> **Material provided**:
★ ★ ★

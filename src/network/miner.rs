use crate::core::CancelToken;
use crate::error::{BlockchainError, Result};
use crate::network::Node;
use log::{error, info, warn};
use std::sync::atomic::{AtomicU64, Ordering};
use std::sync::Arc;
use std::thread::{self, JoinHandle};
use std::time::{Duration, Instant};

// Longest a stopped miner can sleep before noticing
const SLEEP_SLICE: Duration = Duration::from_millis(10);

/// Continuous mining on a dedicated thread.
///
/// The loop mines whenever there is pending work and otherwise sleeps for
/// the configured poll interval. `stop` cancels the token the nonce search
/// polls, then joins the thread.
pub struct Miner {
    miner_address: String,
    cancel: CancelToken,
    blocks_mined: Arc<AtomicU64>,
    handle: Option<JoinHandle<()>>,
}

impl Miner {
    pub fn start(node: Node, miner_address: &str) -> Result<Miner> {
        let poll_interval = node.mining_poll_interval()?;
        let cancel = CancelToken::new();
        let blocks_mined = Arc::new(AtomicU64::new(0));

        let address = miner_address.to_string();
        let token = cancel.clone();
        let counter = Arc::clone(&blocks_mined);
        let handle = thread::Builder::new()
            .name(format!("miner-{}", node.get_addr()))
            .spawn(move || mine_continuously(node, &address, &token, &counter, poll_interval))
            .map_err(|e| BlockchainError::Io(format!("Failed to spawn miner thread: {e}")))?;

        info!("Miner {miner_address} started mining");
        Ok(Miner {
            miner_address: miner_address.to_string(),
            cancel,
            blocks_mined,
            handle: Some(handle),
        })
    }

    pub fn stop(&mut self) {
        self.cancel.cancel();
        if let Some(handle) = self.handle.take() {
            if handle.join().is_err() {
                error!("Miner {} thread panicked", self.miner_address);
            }
            info!("Miner {} stopped mining", self.miner_address);
        }
    }

    pub fn is_running(&self) -> bool {
        self.handle.is_some()
    }

    pub fn blocks_mined(&self) -> u64 {
        self.blocks_mined.load(Ordering::SeqCst)
    }
}

impl Drop for Miner {
    fn drop(&mut self) {
        self.stop();
    }
}

fn mine_continuously(
    node: Node,
    miner_address: &str,
    cancel: &CancelToken,
    blocks_mined: &AtomicU64,
    poll_interval: Duration,
) {
    while !cancel.is_cancelled() {
        match node.mine_once(miner_address, cancel) {
            Ok(block) => {
                blocks_mined.fetch_add(1, Ordering::SeqCst);
                info!(
                    "Miner {miner_address} successfully mined block {}",
                    block.get_index()
                );
            }
            Err(BlockchainError::NoPendingWork) => sleep_unless_cancelled(cancel, poll_interval),
            Err(BlockchainError::MiningCancelled { .. }) => break,
            Err(e) if e.is_recoverable() => {
                warn!("Miner {miner_address} failed to mine block: {e}");
                sleep_unless_cancelled(cancel, poll_interval);
            }
            Err(e) => {
                error!("Miner {miner_address} giving up: {e}");
                break;
            }
        }
    }
}

fn sleep_unless_cancelled(cancel: &CancelToken, duration: Duration) {
    let deadline = Instant::now() + duration;
    while !cancel.is_cancelled() {
        let now = Instant::now();
        if now >= deadline {
            break;
        }
        thread::sleep(SLEEP_SLICE.min(deadline - now));
    }
}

★ ★ ★

> **What is required**: Emit the records above again, exactly, with no line skipped.

> **Answer to this exercise**:
filename src/network/miner.rs
use crate::core::CancelToken;
use crate::error::{BlockchainError, Result};
use crate::network::Node;
use log::{error, info, warn};
use std::sync::atomic::{AtomicU64, Ordering};
use std::sync::Arc;
use std::thread::{self, JoinHandle};
use std::time::{Duration, Instant};

// Longest a stopped miner can sleep before noticing
const SLEEP_SLICE: Duration = Duration::from_millis(10);

/// Continuous mining on a dedicated thread.
///
/// The loop mines whenever there is pending work and otherwise sleeps for
/// the configured poll interval. `stop` cancels the token the nonce search
/// polls, then joins the thread.
pub struct Miner {
    miner_address: String,
    cancel: CancelToken,
    blocks_mined: Arc<AtomicU64>,
    handle: Option<JoinHandle<()>>,
}

impl Miner {
    pub fn start(node: Node, miner_address: &str) -> Result<Miner> {
        let poll_interval = node.mining_poll_interval()?;
        let cancel = CancelToken::new();
        let blocks_mined = Arc::new(AtomicU64::new(0));

        let address = miner_address.to_string();
        let token = cancel.clone();
        let counter = Arc::clone(&blocks_mined);
        let handle = thread::Builder::new()
            .name(format!("miner-{}", node.get_addr()))
            .spawn(move || mine_continuously(node, &address, &token, &counter, poll_interval))
            .map_err(|e| BlockchainError::Io(format!("Failed to spawn miner thread: {e}")))?;

        info!("Miner {miner_address} started mining");
        Ok(Miner {
            miner_address: miner_address.to_string(),
            cancel,
            blocks_mined,
            handle: Some(handle),
        })
    }

    pub fn stop(&mut self) {
        self.cancel.cancel();
        if let Some(handle) = self.handle.take() {
            if handle.join().is_err() {
                error!("Miner {} thread panicked", self.miner_address);
            }
            info!("Miner {} stopped mining", self.miner_address);
        }
    }

    pub fn is_running(&self) -> bool {
        self.handle.is_some()
    }

    pub fn blocks_mined(&self) -> u64 {
        self.blocks_mined.load(Ordering::SeqCst)
    }
}

impl Drop for Miner {
    fn drop(&mut self) {
        self.stop();
    }
}

fn mine_continuously(
    node: Node,
    miner_address: &str,
    cancel: &CancelToken,
    blocks_mined: &AtomicU64,
    poll_interval: Duration,
) {
    while !cancel.is_cancelled() {
        match node.mine_once(miner_address, cancel) {
            Ok(block) => {
                blocks_mined.fetch_add(1, Ordering::SeqCst);
                info!(
                    "Miner {miner_address} successfully mined block {}",
                    block.get_index()
                );
            }
            Err(BlockchainError::NoPendingWork) => sleep_unless_cancelled(cancel, poll_interval),
            Err(BlockchainError::MiningCancelled { .. }) => break,
            Err(e) if e.is_recoverable() => {
                warn!("Miner {miner_address} failed to mine block: {e}");
                sleep_unless_cancelled(cancel, poll_interval);
            }
            Err(e) => {
                error!("Miner {miner_address} giving up: {e}");
                break;
            }
        }
    }
}

fn sleep_unless_cancelled(cancel: &CancelToken, duration: Duration) {
    let deadline = Instant::now() + duration;
    while !cancel.is_cancelled() {
        let now = Instant::now();
        if now >= deadline {
            break;
        }
        thread::sleep(SLEEP_SLICE.min(deadline - now));
    }
}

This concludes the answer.